Please note: As we use the term snapshot in this post, please do not confuse it with a Cinder snapshot. In this post, we will only be referring to NetApp Snapshots.
A NetApp Snapshot copy is a read-only image that captures the state of the file system at a point-in-time. Low-overhead NetApp Snapshot copies are made possible by the unique features of the WAFL storage virtualization technology that is part of Data ONTAP. The high performance of the NetApp Snapshot makes it highly scalable. A NetApp Snapshot takes only a few seconds to create — typically less than one second, regardless of the size of the volume or the level of activity on the NetApp storage system. They allow you to vastly improve the frequency of the backups you require, reduce the time required to create the backup, and provides efficient storage utilization for backups. After a Snapshot copy has been created, changes to data objects are reflected in updates to the current version of the objects, as if NetApp Snapshot copies did not exist. Meanwhile, the NetApp Snapshot version of the data remains completely stable. A NetApp Snapshot incurs no performance overhead; users can comfortably store up to 255 NetApp Snapshot copies per FlexVol volume, all of which are accessible as read-only and online versions of the data.

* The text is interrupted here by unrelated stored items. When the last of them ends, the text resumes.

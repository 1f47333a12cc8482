use sbx_core::params_hash::ParamsHashError;
use sbx_core::remap::RemapError;
use thiserror::Error;

/// Fatal pipeline failures. Per-item copy failures are not errors: they are
/// logged through the progress callback, recorded on the report, and the
/// pipeline continues with the next item.
#[derive(Debug, Error)]
pub enum PipelineError {
    /// A source listing or query could not be completed.
    #[error("failed to list {location}: {message}")]
    Listing { location: String, message: String },

    /// The source location exists but holds nothing to copy.
    #[error("cannot copy: {location} contains no entries under the requested prefix")]
    EmptySource { location: String },

    /// A required record read or write outside the per-item loop failed.
    #[error("record store failure for {location}: {message}")]
    Record { location: String, message: String },

    #[error("configuration error: {0}")]
    Configuration(String),

    #[error(transparent)]
    Remap(#[from] RemapError),

    #[error("failed to recompute parameter hash: {0}")]
    Hash(#[from] ParamsHashError),
}

impl PipelineError {
    pub fn listing(location: impl Into<String>, message: impl Into<String>) -> Self {
        Self::Listing {
            location: location.into(),
            message: message.into(),
        }
    }

    pub fn record(location: impl Into<String>, message: impl Into<String>) -> Self {
        Self::Record {
            location: location.into(),
            message: message.into(),
        }
    }
}
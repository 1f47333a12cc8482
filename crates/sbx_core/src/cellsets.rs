use serde_json::Value;
use thiserror::Error;

use crate::naming::prefixed;

#[derive(Debug, Clone, PartialEq, Eq, Error)]
pub enum CellSetsError {
    #[error("cell-sets document is malformed: {0}")]
    Malformed(&'static str),
}

/// Rewrite a cell-sets document for the sandbox copy: every child key under
/// a root node tagged `"sample"` becomes `{sandbox_id}-{key}`. Non-sample
/// roots (louvain clusters, scratchpad, ...) are left untouched. The
/// document is transformed in place so unrelated fields keep their original
/// order when reserialized.
pub fn prefix_sample_keys(sandbox_id: &str, document: &mut Value) -> Result<(), CellSetsError> {
    let roots = document
        .get_mut("cellSets")
        .and_then(Value::as_array_mut)
        .ok_or(CellSetsError::Malformed("missing 'cellSets' array"))?;

    for root in roots {
        if root.get("key").and_then(Value::as_str) != Some("sample") {
            continue;
        }

        let children = root
            .get_mut("children")
            .and_then(Value::as_array_mut)
            .ok_or(CellSetsError::Malformed(
                "sample root is missing 'children' array",
            ))?;

        for child in children {
            let key = child
                .get("key")
                .and_then(Value::as_str)
                .ok_or(CellSetsError::Malformed("sample child is missing 'key'"))?;
            let new_key = prefixed(sandbox_id, key);
            child["key"] = Value::String(new_key);
        }
    }

    Ok(())
}
use std::path::PathBuf;
use std::process::{Child, Command, Stdio};
use std::thread;
use std::time::Duration;

use clap::{Args, Subcommand};
use sbx_core::naming::Environment;

use crate::term;

const TUNNEL_SCRIPT: &str = "scripts/rds_tunnel.sh";
const TUNNEL_WARMUP: Duration = Duration::from_secs(5);
const LOCAL_DEV_ACCOUNT_ID: &str = "000000000000";

#[derive(Subcommand)]
pub enum RdsCommands {
    /// Open a port-forwarding session to the environment's database cluster
    Tunnel(TunnelArgs),
    /// Run knex migrations against a local or staged database
    Migrate(MigrateArgs),
}

#[derive(Args)]
pub struct TunnelArgs {
    /// Environment of the database server
    #[arg(short = 'i', long, default_value = "staging")]
    pub input_env: Environment,
    /// Region the database server is in
    #[arg(short = 'r', long, default_value = "eu-west-1")]
    pub region: String,
    /// Local port to forward from
    #[arg(long, default_value_t = 5432)]
    pub local_port: u16,
    /// Cluster endpoint to connect to (reader or writer)
    #[arg(long, default_value = "writer")]
    pub endpoint_type: String,
}

#[derive(Args)]
pub struct MigrateArgs {
    /// Environment to migrate
    #[arg(short = 'i', long, default_value = "development")]
    pub input_env: Environment,
    /// Sandbox to migrate; required for staging
    #[arg(short = 's', long)]
    pub sandbox_id: Option<String>,
    /// Path to the infrastructure repository checkout
    #[arg(long, env = "SBX_IAC_PATH", default_value = "../iac")]
    pub iac_path: PathBuf,
    /// Knex command to execute
    #[arg(short = 'c', long, default_value = "migrate:latest")]
    pub command: String,
    /// Region the database server is in
    #[arg(short = 'r', long, default_value = "eu-west-1")]
    pub region: String,
    /// AWS account hosting the staged database
    #[arg(long, env = "SBX_AWS_ACCOUNT_ID")]
    pub aws_account_id: Option<String>,
}

pub fn run(command: RdsCommands) -> Result<(), String> {
    match command {
        RdsCommands::Tunnel(args) => tunnel(args),
        RdsCommands::Migrate(args) => migrate(args),
    }
}

fn tunnel(args: TunnelArgs) -> Result<(), String> {
    let local_port = args.local_port.to_string();
    let status = Command::new(TUNNEL_SCRIPT)
        .args([
            args.input_env.as_str(),
            args.region.as_str(),
            local_port.as_str(),
            args.endpoint_type.as_str(),
        ])
        .status()
        .map_err(|error| format!("failed to start {TUNNEL_SCRIPT}: {error}"))?;

    if !status.success() {
        return Err(format!(
            "tunnel session exited with status {}",
            status.code().unwrap_or(1)
        ));
    }
    Ok(())
}

fn migrate(args: MigrateArgs) -> Result<(), String> {
    let migrations_path = args.iac_path.join("migrations/sql-migrations");
    if !migrations_path.exists() {
        return Err(format!(
            "migrations directory {} does not exist; set SBX_IAC_PATH to your \
             infrastructure checkout",
            migrations_path.display()
        ));
    }

    let (account_id, local_port) = match args.input_env {
        Environment::Development => (LOCAL_DEV_ACCOUNT_ID.to_string(), 5431u16),
        _ => (
            args.aws_account_id.clone().ok_or_else(|| {
                "SBX_AWS_ACCOUNT_ID must be configured to migrate a deployed environment"
                    .to_string()
            })?,
            5432u16,
        ),
    };

    let sandbox_id = match args.input_env {
        Environment::Development => args.sandbox_id.clone().unwrap_or_default(),
        _ => args.sandbox_id.clone().ok_or_else(|| {
            "migrating a deployed environment requires a sandbox ID; pass -s".to_string()
        })?,
    };

    let run_knex = |label: &str| -> Result<(), String> {
        term::step(label);
        let status = Command::new("node_modules/.bin/knex")
            .arg(&args.command)
            .arg("--cwd")
            .arg(&migrations_path)
            .current_dir(&migrations_path)
            .env("NODE_ENV", args.input_env.as_str())
            .env("SANDBOX_ID", &sandbox_id)
            .env("AWS_ACCOUNT_ID", &account_id)
            .env("AWS_REGION", &args.region)
            .status()
            .map_err(|error| format!("failed to run knex: {error}"))?;

        if !status.success() {
            return Err(format!(
                "knex exited with status {}",
                status.code().unwrap_or(1)
            ));
        }
        Ok(())
    };

    if args.input_env == Environment::Development {
        return run_knex("Running migrations locally");
    }

    let mut tunnel = spawn_tunnel(&args, local_port)?;
    thread::sleep(TUNNEL_WARMUP);
    let outcome = run_knex("Running migrations through the tunnel");
    let _ = tunnel.kill();
    let _ = tunnel.wait();
    outcome
}

fn spawn_tunnel(args: &MigrateArgs, local_port: u16) -> Result<Child, String> {
    let local_port = local_port.to_string();
    Command::new(TUNNEL_SCRIPT)
        .args([
            args.input_env.as_str(),
            args.region.as_str(),
            local_port.as_str(),
            "writer",
        ])
        .stdout(Stdio::null())
        .spawn()
        .map_err(|error| format!("failed to start {TUNNEL_SCRIPT}: {error}"))
}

NetApp offers a unified Cinder driver for OpenStack, which allows you to leverage features of clustered Data ONTAP as well as Data ONTAP operating in 7 mode. When using NetApp’s Cinder driver, a Cinder volume is represented as either a file on NFS or an iSCSI LUN; this means that a FlexVol volume will contain many Cinder volumes. Since NetApp Snapshots are taken at the FlexVol volume level, an individual NetApp snapshot will contain a point-in-time view of what the Cinder volumes looked like within that FlexVol volume.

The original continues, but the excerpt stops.